As a believer close to me is fond of telling me, people are able to make complex ethical judgments for themselves because of their moral instincts but these instincts are given to us by God, not evolution.
Sadly I find this argument impossible to overturn when my interlocutor is unable to grasp Occam's razor.
You're right that religious arguments are unnecessary to make moral arguments - but your attempt to naturalise moral claims is a bit wonky all the same.
You suggest that
in the form of 'animals do not exhibit the sort of cognition necessary for rights, therefore meat eating is acceptable behaviour,' is a defensible position.
But in doing so, you've smuggled the moral claim into your opening gambit. After all, you're assuming that the possession of a right is the same as the possession of a certain kind of right, that there is such a thing as a right at all, that rights are the whole story when it comes to morality, and that the very concept of a right is amenable to naturalistic scrutiny (which seems a bit tendentious).

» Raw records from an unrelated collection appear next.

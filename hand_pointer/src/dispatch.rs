//! Interaction dispatcher — pinch edges plus hit results become UI events.
//!
//! | Input | Held key | Output |
//! |---|---|---|
//! | `Pressed` edge over a key | none | `KeyPress(id)`, key becomes held |
//! | `Pressed` edge over a button | none | `ButtonActivate(id)` |
//! | `Pressed` edge over nothing | none | — |
//! | `Released` edge | `id` | `KeyRelease(id)`, nothing held |
//! | still pinched, pointer off held key | `id` | depends on [`DriftPolicy`] |
//!
//! The only state is the held key id.

use tracing::debug;

use crate::hit_test::{HitRegion, RegionId};
use crate::pinch::PinchEdge;
use crate::pointer::PointerState;

/// What happens when the pointer leaves the held key while still pinched.
#[derive(Clone, Copy, Debug, Default, PartialEq, Eq)]
pub enum DriftPolicy {
    /// Keep the note sounding until the pinch opens.
    #[default]
    SustainUntilRelease,
    /// Stop the note as soon as the pointer leaves its key.
    ReleaseOnDrift,
}

#[derive(Clone, Debug, PartialEq, Eq)]
pub enum InteractionEvent {
    KeyPress(RegionId),
    KeyRelease(RegionId),
    ButtonActivate(RegionId),
}

#[derive(Debug, Clone, Default)]
pub struct Dispatcher {
    policy: DriftPolicy,
    held:   Option<RegionId>,
}

impl Dispatcher {
    pub fn new(policy: DriftPolicy) -> Self {
        Dispatcher { policy, held: None }
    }

    /// Consume one frame's pointer, pinch edge and hit result.
    ///
    /// `pinched` is the detector's current state; it only matters for the
    /// drift check on frames without an edge.
    pub fn dispatch(
        &mut self,
        pointer: &PointerState,
        edge:    PinchEdge,
        pinched: bool,
        hit:     Option<&HitRegion>,
    ) -> Vec<InteractionEvent> {
        let mut out = Vec::new();

        match edge {
            PinchEdge::Pressed => {
                // A second press without a release would orphan the first note.
                if let Some(id) = self.held.take() {
                    out.push(InteractionEvent::KeyRelease(id));
                }
                if !pointer.visible {
                    return self.log(out);
                }
                match hit {
                    Some(region) if region.kind.is_key() => {
                        self.held = Some(region.id.clone());
                        out.push(InteractionEvent::KeyPress(region.id.clone()));
                    }
                    Some(region) => {
                        out.push(InteractionEvent::ButtonActivate(region.id.clone()));
                    }
                    None => {}
                }
            }
            PinchEdge::Released => {
                if let Some(id) = self.held.take() {
                    out.push(InteractionEvent::KeyRelease(id));
                }
            }
            PinchEdge::None => {
                if pinched && self.policy == DriftPolicy::ReleaseOnDrift {
                    let still_on_key = match (&self.held, hit) {
                        (Some(id), Some(region)) => &region.id == id,
                        _ => false,
                    };
                    if !still_on_key {
                        if let Some(id) = self.held.take() {
                            out.push(InteractionEvent::KeyRelease(id));
                        }
                    }
                }
            }
        }

        self.log(out)
    }

    /// Release whatever is held, e.g. on shutdown.
    pub fn release_all(&mut self) -> Option<InteractionEvent> {
        self.held.take().map(InteractionEvent::KeyRelease)
    }

    pub fn held(&self) -> Option<&RegionId> { self.held.as_ref() }
    pub fn policy(&self) -> DriftPolicy { self.policy }

    fn log(&self, events: Vec<InteractionEvent>) -> Vec<InteractionEvent> {
        for e in &events {
            debug!("dispatch {:?}", e);
        }
        events
    }
}

// ════════════════════════════════════════════════════════════════════════════
// Tests
// ════════════════════════════════════════════════════════════════════════════
//! Pinch detector — thumb/index distance debounced into press/release edges.
//!
//! # State machine
//!
//! ```text
//!              distance < enter
//!   Released ───────────────────▶ Pressed      (edge: Pressed)
//!       ▲                            │
//!       └────────────────────────────┘
//!              distance > exit                  (edge: Released)
//! ```
//!
//! `enter < exit`; distances inside the band `[enter, exit]` never change the
//! state, so tremor around either threshold cannot chatter.
//!
//! Frames with no usable hand hold the current state.  Once more than
//! `miss_tolerance` consecutive frames are missing, a held press is forced
//! to release so no key can stay stuck down.

use tracing::debug;

use crate::error::ConfigError;
use crate::landmark::Landmark;

pub const DEFAULT_ENTER: f32 = 0.05;
pub const DEFAULT_EXIT:  f32 = 0.08;

/// Hysteresis band in normalized landmark units.
#[derive(Clone, Copy, Debug, PartialEq)]
pub struct PinchThresholds {
    enter: f32,
    exit:  f32,
}

impl PinchThresholds {
    pub fn new(enter: f32, exit: f32) -> Result<Self, ConfigError> {
        if !(enter > 0.0 && enter < exit && exit.is_finite()) {
            return Err(ConfigError::PinchBand { enter, exit });
        }
        Ok(PinchThresholds { enter, exit })
    }

    pub fn enter(&self) -> f32 { self.enter }
    pub fn exit(&self)  -> f32 { self.exit }
}

impl Default for PinchThresholds {
    fn default() -> Self { PinchThresholds { enter: DEFAULT_ENTER, exit: DEFAULT_EXIT } }
}

#[derive(Clone, Copy, Debug, PartialEq, Eq)]
pub enum ClickState { Released, Pressed }

/// Emitted only on a state transition.
#[derive(Clone, Copy, Debug, PartialEq, Eq)]
pub enum PinchEdge { None, Pressed, Released }

#[derive(Debug, Clone)]
pub struct PinchDetector {
    thresholds:     PinchThresholds,
    miss_tolerance: u32,
    state:          ClickState,
    missed:         u32,
    last_distance:  Option<f32>,
}

impl PinchDetector {
    pub fn new(thresholds: PinchThresholds, miss_tolerance: u32) -> Self {
        PinchDetector {
            thresholds,
            miss_tolerance,
            state: ClickState::Released,
            missed: 0,
            last_distance: None,
        }
    }

    /// Feed one frame's thumb and index tips.
    pub fn update(&mut self, thumb: Landmark, index: Landmark) -> PinchEdge {
        self.update_distance(thumb.distance(&index))
    }

    /// Feed a precomputed pinch distance.
    pub fn update_distance(&mut self, distance: f32) -> PinchEdge {
        self.missed = 0;
        self.last_distance = Some(distance);

        match self.state {
            ClickState::Released if distance < self.thresholds.enter => {
                self.state = ClickState::Pressed;
                debug!("pinch pressed (distance={:.3})", distance);
                PinchEdge::Pressed
            }
            ClickState::Pressed if distance > self.thresholds.exit => {
                self.state = ClickState::Released;
                debug!("pinch released (distance={:.3})", distance);
                PinchEdge::Released
            }
            _ => PinchEdge::None,
        }
    }

    /// Record a frame with no usable hand.
    pub fn miss(&mut self) -> PinchEdge {
        self.missed = self.missed.saturating_add(1);
        self.last_distance = None;

        if self.state == ClickState::Pressed && self.missed > self.miss_tolerance {
            self.state = ClickState::Released;
            debug!("pinch force-released after {} missed frames", self.missed);
            return PinchEdge::Released;
        }
        PinchEdge::None
    }

    pub fn state(&self) -> ClickState { self.state }
    pub fn is_pressed(&self) -> bool { self.state == ClickState::Pressed }
    pub fn thresholds(&self) -> PinchThresholds { self.thresholds }

    /// Distance seen on the most recent frame with a hand.
    pub fn last_distance(&self) -> Option<f32> { self.last_distance }
}

impl Default for PinchDetector {
    fn default() -> Self {
        PinchDetector::new(PinchThresholds::default(), crate::pointer::DEFAULT_MISS_TOLERANCE)
    }
}

// ════════════════════════════════════════════════════════════════════════════
// Tests
// ════════════════════════════════════════════════════════════════════════════
// ════════════════════════════════════════════════════════════════════════════
// paint — one full frame from the app state
// ════════════════════════════════════════════════════════════════════════════

pub fn paint(c: &mut Canvas, app: &AppState) {
    c.clear(BG_COLOR);
    let layout = app.layout();
    let mode = app.mode();

    // ── Landmark panel ────────────────────────────────────────────────────
    let (px, py, pw, ph) = PANEL;
    c.fill_rect(px, py, pw, ph, PANEL_BG);
    for gx in (px..px + pw).step_by(80) {
        c.fill_rect(gx, py, 1, ph, GRID_COLOR);
    }
    for gy in (py..py + ph).step_by(70) {
        c.fill_rect(px, gy, pw, 1, GRID_COLOR);
    }

    // ── Keyboard: whites, then blacks on top ──────────────────────────────
    let kb = layout.keyboard();
    for key in kb.white_keys().chain(kb.black_keys()) {
        draw_key(c, app, key);
    }
    if let Some(note) = app.expected_note() {
        if let Some(key) = kb.key(note) {
            let (x, y, w, h) = irect(key.rect);
            c.draw_border(x, y, w, h, 4, EXPECTED_COLOR);
        }
    }

    // ── Buttons ───────────────────────────────────────────────────────────
    if mode.keys_active() {
        for b in layout.buttons(mode) {
            draw_button(c, app, b);
        }
    }

    // ── Sheet progress, top right ─────────────────────────────────────────
    if let Some(p) = app.progress() {
        let label = p.label();
        let x = WIN_W as i32 - 20 - text_width(&label, 3);
        c.draw_text(&label, x, 30, 3, EXPECTED_COLOR);
    }

    // ── Status bar ────────────────────────────────────────────────────────
    c.draw_text(mode.label(), 20, STATUS_Y, 2, EXPECTED_COLOR);
    c.draw_text(&app.status, 20 + text_width(mode.label(), 2) + 24, STATUS_Y, 2, TEXT_LIGHT);
    let legend = "point=index tip  pinch=click  q/esc=quit";
    c.draw_text(legend, WIN_W as i32 - 20 - text_width(legend, 2), STATUS_Y, 2, TEXT_DIM);
    if let Some(d) = app.pinch_distance() {
        let gap = format!("pinch {:.3}", d);
        c.draw_text(&gap, WIN_W as i32 - 20 - text_width(&gap, 2), STATUS_Y + 16, 2, TEXT_DIM);
    }

    // ── Modal popups ──────────────────────────────────────────────────────
    match mode {
        Mode::SheetSelect => {
            c.dim(0.5);
            let popup = layout.popup();
            let (x, y, w, h) = irect(popup.rect);
            c.fill_rect(x, y, w, h, POPUP_BG);
            c.draw_border(x, y, w, h, 3, POPUP_BORDER);
            let title = Rect::from_xywh(popup.rect.left, popup.rect.top + 20.0, popup.rect.width(), 40.0);
            c.draw_text_centered("SELECT SHEET", title, 3, TEXT_DARK);
            for item in &popup.items {
                draw_button(c, app, item);
            }
        }
        Mode::Complete => {
            c.dim(0.5);
            let r = layout.complete_rect();
            let (x, y, w, h) = irect(r);
            c.fill_rect(x, y, w, h, POPUP_BG);
            c.draw_border(x, y, w, h, 3, COMPLETE_BORDER);
            let top = Rect::from_xywh(r.left, r.top + 40.0, r.width(), 50.0);
            c.draw_text_centered("COMPLETE!", top, 5, COMPLETE_BORDER);
            if let Some(p) = app.progress() {
                let bottom = Rect::from_xywh(r.left, r.top + 110.0, r.width(), 40.0);
                c.draw_text_centered(&p.sheet().name, bottom, 3, TEXT_DARK);
            }
        }
        Mode::Normal | Mode::SheetPlay => {}
    }

    // ── Fingertips and pointer, always on top ─────────────────────────────
    if let Some(frame) = app.last_frame() {
        if let Some(tips) = frame.fingertips {
            let to_px = |x: f32, y: f32| ((x * WIN_W as f32) as i32, (y * WIN_H as f32) as i32);
            let (tx, ty) = to_px(tips.thumb.x, tips.thumb.y);
            let (ix, iy) = to_px(tips.index.x, tips.index.y);
            c.draw_line(tx, ty, ix, iy, TEXT_DIM);
            c.fill_circle(tx, ty, 4, THUMB_COLOR);
            c.fill_circle(ix, iy, 4, INDEX_COLOR);
        }
        if let Some(p) = frame.pointer.visible_position() {
            let color = if frame.pinched { POINTER_PINCHED } else { POINTER_OPEN };
            c.fill_circle(p.x as i32, p.y as i32, POINTER_R, color);
        }
    }
}
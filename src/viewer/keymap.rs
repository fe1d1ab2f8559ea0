//! Command table: named operations, default key bindings, TOML overrides.
//!
//! Keys are single input bytes (control keys fold to `byte & 0x1f`, the
//! classic terminal encoding). Historic viewers disagree on bindings, so
//! the table is data: a `[keys]` section in the config file rebinds any
//! key to any named command.

use std::collections::HashMap;

use anyhow::{anyhow, Result};
use log::debug;

#[derive(Clone, Copy, Debug, PartialEq, Eq)]
pub enum Op {
    NextPage,
    PrevPage,
    Goto,
    SetAnchor,
    GotoAnchor,
    ZoomSet,
    ZoomWidth,
    ZoomMargins,
    ZoomHeight,
    ZoomDefault,
    Rotate,
    Invert,
    ScrollDown,
    ScrollUp,
    ScrollLeft,
    ScrollRight,
    ScreenDown,
    ScreenUp,
    Top,
    Bottom,
    Middle,
    CenterCols,
    LeftEdge,
    RightEdge,
    LeftMargin,
    RightMargin,
    SetMark,
    JumpMark,
    JumpMarkRow,
    Info,
    Reload,
    Sleep,
    Redraw,
    Quit,
}

impl Op {
    pub fn from_name(name: &str) -> Option<Op> {
        use Op::*;
        Some(match name {
            "next-page" => NextPage,
            "prev-page" => PrevPage,
            "goto-page" => Goto,
            "set-anchor" => SetAnchor,
            "goto-anchor" => GotoAnchor,
            "zoom" => ZoomSet,
            "zoom-width" => ZoomWidth,
            "zoom-margins" => ZoomMargins,
            "zoom-height" => ZoomHeight,
            "zoom-default" => ZoomDefault,
            "rotate" => Rotate,
            "invert" => Invert,
            "scroll-down" => ScrollDown,
            "scroll-up" => ScrollUp,
            "scroll-left" => ScrollLeft,
            "scroll-right" => ScrollRight,
            "screen-down" => ScreenDown,
            "screen-up" => ScreenUp,
            "top" => Top,
            "bottom" => Bottom,
            "middle" => Middle,
            "center-cols" => CenterCols,
            "left-edge" => LeftEdge,
            "right-edge" => RightEdge,
            "left-margin" => LeftMargin,
            "right-margin" => RightMargin,
            "set-mark" => SetMark,
            "jump-mark" => JumpMark,
            "jump-mark-row" => JumpMarkRow,
            "info" => Info,
            "reload" => Reload,
            "sleep" => Sleep,
            "redraw" => Redraw,
            "quit" => Quit,
            _ => return None,
        })
    }
}

pub const fn ctrl(c: u8) -> u8 {
    c & 0x1f
}

pub struct Keymap {
    map: HashMap<u8, Op>,
}

impl Keymap {
    /// The classic binding set.
    pub fn default_bindings() -> Self {
        use Op::*;
        let mut map = HashMap::new();
        for (key, op) in [
            (ctrl(b'f'), NextPage),
            (b'J', NextPage),
            (ctrl(b'b'), PrevPage),
            (b'K', PrevPage),
            (b'G', Goto),
            (b'o', SetAnchor),
            (b'O', GotoAnchor),
            (b'z', ZoomSet),
            (b'w', ZoomWidth),
            (b'W', ZoomMargins),
            (b'f', ZoomHeight),
            (b'Z', ZoomDefault),
            (b'r', Rotate),
            (b'I', Invert),
            (b'j', ScrollDown),
            (b'k', ScrollUp),
            (b'h', ScrollLeft),
            (b'l', ScrollRight),
            (b' ', ScreenDown),
            (ctrl(b'd'), ScreenDown),
            (0x7f, ScreenUp),
            (ctrl(b'u'), ScreenUp),
            (b'H', Top),
            (b'L', Bottom),
            (b'M', Middle),
            (b'C', CenterCols),
            (b'[', LeftEdge),
            (b']', RightEdge),
            (b'{', LeftMargin),
            (b'}', RightMargin),
            (b'm', SetMark),
            (b'\'', JumpMark),
            (b'`', JumpMarkRow),
            (b'i', Info),
            (b'e', Reload),
            (b'd', Sleep),
            (ctrl(b'l'), Redraw),
            (b'q', Quit),
        ] {
            map.insert(key, op);
        }
        Self { map }
    }

    /// Apply `[keys]` overrides from the config file on top of the defaults.
    pub fn apply_overrides(&mut self, overrides: &HashMap<String, String>) -> Result<()> {
        for (spec, name) in overrides {
            let key = parse_key_spec(spec)
                .ok_or_else(|| anyhow!("invalid key spec '{spec}' in [keys]"))?;
            let op = Op::from_name(name)
                .ok_or_else(|| anyhow!("unknown command '{name}' for key '{spec}'"))?;
            debug!("keymap: {spec} -> {name}");
            self.map.insert(key, op);
        }
        Ok(())
    }

    pub fn lookup(&self, key: u8) -> Option<Op> {
        self.map.get(&key).copied()
    }
}

/// Parse a key spec: a single character, `C-x` / `ctrl-x`, or one of the
/// named keys `space`, `backspace`, `tab`, `enter`, `esc`.
pub fn parse_key_spec(spec: &str) -> Option<u8> {
    match spec {
        "space" => return Some(b' '),
        "backspace" | "del" => return Some(0x7f),
        "tab" => return Some(b'\t'),
        "enter" => return Some(b'\r'),
        "esc" => return Some(0x1b),
        _ => {}
    }
    if let Some(rest) = spec.strip_prefix("C-").or_else(|| spec.strip_prefix("ctrl-")) {
        let mut chars = rest.chars();
        let c = chars.next()?;
        if chars.next().is_some() || !c.is_ascii() {
            return None;
        }
        return Some(ctrl(c.to_ascii_lowercase() as u8));
    }
    let mut chars = spec.chars();
    let c = chars.next()?;
    if chars.next().is_some() || !c.is_ascii() {
        return None;
    }
    Some(c as u8)
}

#[cfg(test)]
mod tests {
    use super::*;

    #[test]
    fn default_bindings_cover_classics() {
        let km = Keymap::default_bindings();
        assert_eq!(km.lookup(b'q'), Some(Op::Quit));
        assert_eq!(km.lookup(b'J'), Some(Op::NextPage));
        assert_eq!(km.lookup(ctrl(b'f')), Some(Op::NextPage));
        assert_eq!(km.lookup(b'I'), Some(Op::Invert));
        assert_eq!(km.lookup(b'`'), Some(Op::JumpMarkRow));
        assert_eq!(km.lookup(b'x'), None);
    }

    #[test]
    fn key_spec_parsing() {
        assert_eq!(parse_key_spec("J"), Some(b'J'));
        assert_eq!(parse_key_spec("C-f"), Some(6));
        assert_eq!(parse_key_spec("ctrl-F"), Some(6));
        assert_eq!(parse_key_spec("space"), Some(b' '));
        assert_eq!(parse_key_spec("backspace"), Some(0x7f));
        assert_eq!(parse_key_spec(""), None);
        assert_eq!(parse_key_spec("abc"), None);
    }

    #[test]
    fn overrides_rebind() {
        let mut km = Keymap::default_bindings();
        let mut overrides = HashMap::new();
        overrides.insert("+".to_string(), "zoom".to_string());
        overrides.insert("C-n".to_string(), "next-page".to_string());
        km.apply_overrides(&overrides).unwrap();
        assert_eq!(km.lookup(b'+'), Some(Op::ZoomSet));
        assert_eq!(km.lookup(ctrl(b'n')), Some(Op::NextPage));
        // Defaults survive alongside
        assert_eq!(km.lookup(b'q'), Some(Op::Quit));
    }

    #[test]
    fn overrides_reject_unknown_command() {
        let mut km = Keymap::default_bindings();
        let mut overrides = HashMap::new();
        overrides.insert("x".to_string(), "frobnicate".to_string());
        assert!(km.apply_overrides(&overrides).is_err());
    }
}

Plausibly, a right not to be eaten amounts to whatever it is that makes being eaten unacceptable. But in that case, all you're saying here is that it's acceptable to eat a creature that lacks whatever characteristic it is that would make eating it unacceptable. Not exactly Earth-shattering, that.
Just because morality probably isn't supernatural, it doesn't follow that it's naturalisable. That's a false dichotomy; the is/ ought distinction is a bit more robust than that...
:)
It would be interesting to know what it would take for him to conclude that his belief is false.
I have stopped bothering about the way the world is! The biggest reason would be the way things are changing, take global warming for an instance, I am completely fed up and also scared, there are only few people who care much and they are like the tiniest drop of water in the sea! So I have made myself clear to just stay calm and cool without botheration of any kind!Medela symphony
As a believer close to me is fond of telling me, people are able to make complex ethical judgments for themselves because of their moral instincts but these instincts are given to us by God, not evolution.
If your close believer is willing to believe that god put the moral instincts there, surely s/he could equally believe that it was fairies or aliens. Once you start suggesting that there are forces outside the laws of the universe, anything goes, and all hypotheses are equally likely. Aren't they?
Not sure that Occam's Razor applies - god is a very simple explanation for all that surrounds us. Posit a supreme being and all the rest of science is so much digging around in the sandpit.
What long spam you have.
I agree with Enzyme - the usual argument about is/ought would be that you can't make an ethical statement without ethical premises. Facts can inform morality, but the premises our your argument will have to state that some things are 'good' or 'bad' or else you won't be able to deduce moral conclusions.
I haven't read this book, but he makes a similar-sounding argument to the one about aesthetic appreciation in 'One World'. I think it's the same general idea - facts inform our understanding, but they cannot tell you a priori what conscious experience feels like.
In both cases, a conscious, intentional creator is supposed to solve the problem. It's not GOTG, it's more like the First Cause - which has its own problems.